Collected data entries
Content starts
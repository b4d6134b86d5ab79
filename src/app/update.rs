// SPDX-License-Identifier: MPL-2.0
//! Update logic and message handlers for the application.
//!
//! The viewer never performs I/O itself; the handlers here turn its
//! [`component::Effect`]s into downloads, clipboard writes, URL opening and
//! settings changes.

use super::{persistence, Message};
use crate::config::Config;
use crate::error::{Error, NetworkError};
use crate::i18n::I18n;
use crate::media;
use crate::ui::notifications::{self, Notification};
use crate::ui::theming::{ColorScheme, ThemeMode};
use crate::ui::viewer::component;
use iced::{Task, Theme};
use std::time::Instant;

/// Toast key shown when no dialer can open a `tel:` link.
pub const DIALER_ERROR: &str = "notification-dialer-error";

/// Context for update operations containing mutable references to app state.
pub struct UpdateContext<'a> {
    pub i18n: &'a mut I18n,
    pub viewer: &'a mut component::State,
    pub client: Option<&'a reqwest::Client>,
    pub config: &'a mut Config,
    pub theme_mode: &'a mut ThemeMode,
    pub theme: &'a mut Theme,
    pub colors: &'a mut ColorScheme,
    pub notifications: &'a mut notifications::Manager,
}

/// Handles viewer component messages.
pub fn handle_viewer_message(
    ctx: &mut UpdateContext<'_>,
    message: component::Message,
    now: Instant,
) -> Task<Message> {
    let effect = ctx.viewer.handle_message(message, now);
    handle_viewer_effect(ctx, effect, now)
}

/// Advances the viewer animations and expires old toasts.
pub fn handle_tick(ctx: &mut UpdateContext<'_>, now: Instant) -> Task<Message> {
    ctx.notifications.tick(now);
    handle_viewer_message(ctx, component::Message::Tick(now), now)
}

/// Runs the side effect requested by the viewer.
pub fn handle_viewer_effect(
    ctx: &mut UpdateContext<'_>,
    effect: component::Effect,
    now: Instant,
) -> Task<Message> {
    match effect {
        component::Effect::None => Task::none(),
        component::Effect::FetchImages(urls) => fetch_images(ctx.client, urls),
        component::Effect::CopyToClipboard(text) => {
            tracing::debug!("Copying phone number");
            ctx.notifications
                .push(Notification::success("info-copied", now));
            iced::clipboard::write(text)
        }
        component::Effect::OpenUrl(url) => {
            if let Err(err) = open::that_detached(&url) {
                tracing::warn!(%url, %err, "No handler for link");
                ctx.notifications.push(Notification::error(DIALER_ERROR, now));
            }
            Task::none()
        }
        component::Effect::ChangeLanguage(code) => {
            if persistence::apply_language_change(ctx.i18n, ctx.config, &code) {
                persistence::persist(ctx.config, ctx.notifications, now);
            }
            Task::none()
        }
        component::Effect::ChangeTheme(mode) => {
            if *ctx.theme_mode != mode {
                *ctx.theme_mode = mode;
                *ctx.theme = mode.theme();
                *ctx.colors = mode.colors();
                persistence::apply_theme_change(ctx.config, mode);
                persistence::persist(ctx.config, ctx.notifications, now);
            }
            Task::none()
        }
    }
}

/// Starts one download per URL; each reports back as an `ImageLoaded`
/// viewer message.
fn fetch_images(client: Option<&reqwest::Client>, urls: Vec<String>) -> Task<Message> {
    let Some(client) = client else {
        // Without an HTTP client every request fails immediately.
        return Task::batch(urls.into_iter().map(|url| {
            Task::done(Message::Viewer(component::Message::ImageLoaded {
                url,
                result: Err(Error::Network(NetworkError::Transport(
                    "HTTP client unavailable".to_string(),
                ))),
            }))
        }));
    };

    Task::batch(urls.into_iter().map(|url| {
        Task::perform(media::load_image(client.clone(), url), |(url, result)| {
            Message::Viewer(component::Message::ImageLoaded { url, result })
        })
    }))
}

#[cfg(test)]
mod tests {
    use super::*;
    use crate::calendar::CalendarPosition;

    struct Fixture {
        i18n: I18n,
        viewer: component::State,
        config: Config,
        theme_mode: ThemeMode,
        theme: Theme,
        colors: ColorScheme,
        notifications: notifications::Manager,
    }

    impl Fixture {
        fn new() -> Self {
            let config = Config::default();
            let (viewer, _) = component::State::new(
                component::StateConfig {
                    start: CalendarPosition::new(2025, 5),
                    ..component::StateConfig::default()
                },
                Instant::now(),
            );
            Self {
                i18n: I18n::new(Some("en-US".to_string()), &config),
                viewer,
                config,
                theme_mode: ThemeMode::Light,
                theme: ThemeMode::Light.theme(),
                colors: ColorScheme::light(),
                notifications: notifications::Manager::new(),
            }
        }

        fn ctx(&mut self) -> UpdateContext<'_> {
            UpdateContext {
                i18n: &mut self.i18n,
                viewer: &mut self.viewer,
                client: None,
                config: &mut self.config,
                theme_mode: &mut self.theme_mode,
                theme: &mut self.theme,
                colors: &mut self.colors,
                notifications: &mut self.notifications,
            }
        }
    }

    #[test]
    fn copy_effect_confirms_with_toast() {
        let mut fixture = Fixture::new();
        let now = Instant::now();
        let _task = handle_viewer_message(
            &mut fixture.ctx(),
            component::Message::CopyPhone("9425478846"),
            now,
        );
        let keys: Vec<_> = fixture
            .notifications
            .visible()
            .map(|n| n.message_key().to_string())
            .collect();
        assert_eq!(keys, vec!["info-copied".to_string()]);
    }

    #[test]
    fn theme_change_updates_cached_theme() {
        let mut fixture = Fixture::new();
        let _task = handle_viewer_message(
            &mut fixture.ctx(),
            component::Message::SetTheme(ThemeMode::Dark),
            Instant::now(),
        );
        assert_eq!(fixture.theme_mode, ThemeMode::Dark);
        assert_eq!(fixture.colors, ColorScheme::dark());
        assert_eq!(fixture.config.general.theme_mode, ThemeMode::Dark);
    }

    #[test]
    fn language_change_updates_translations() {
        let mut fixture = Fixture::new();
        let before = fixture.i18n.tr("nav-next");
        let _task = handle_viewer_message(
            &mut fixture.ctx(),
            component::Message::SetLanguage("hi".to_string()),
            Instant::now(),
        );
        assert_ne!(fixture.i18n.tr("nav-next"), before);
    }

    #[test]
    fn tick_expires_toasts() {
        let mut fixture = Fixture::new();
        let now = Instant::now();
        fixture
            .notifications
            .push(Notification::success("info-copied", now));
        let _task = handle_tick(&mut fixture.ctx(), now + std::time::Duration::from_secs(60));
        assert!(!fixture.notifications.has_notifications());
    }
}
Content ends
BRIEF: Copy each line of the data that contains the word "before", leaving the other lines out.

RESPONSE TO THIS EXERCISE:
        let before = fixture.i18n.tr("nav-next");
        assert_ne!(fixture.i18n.tr("nav-next"), before);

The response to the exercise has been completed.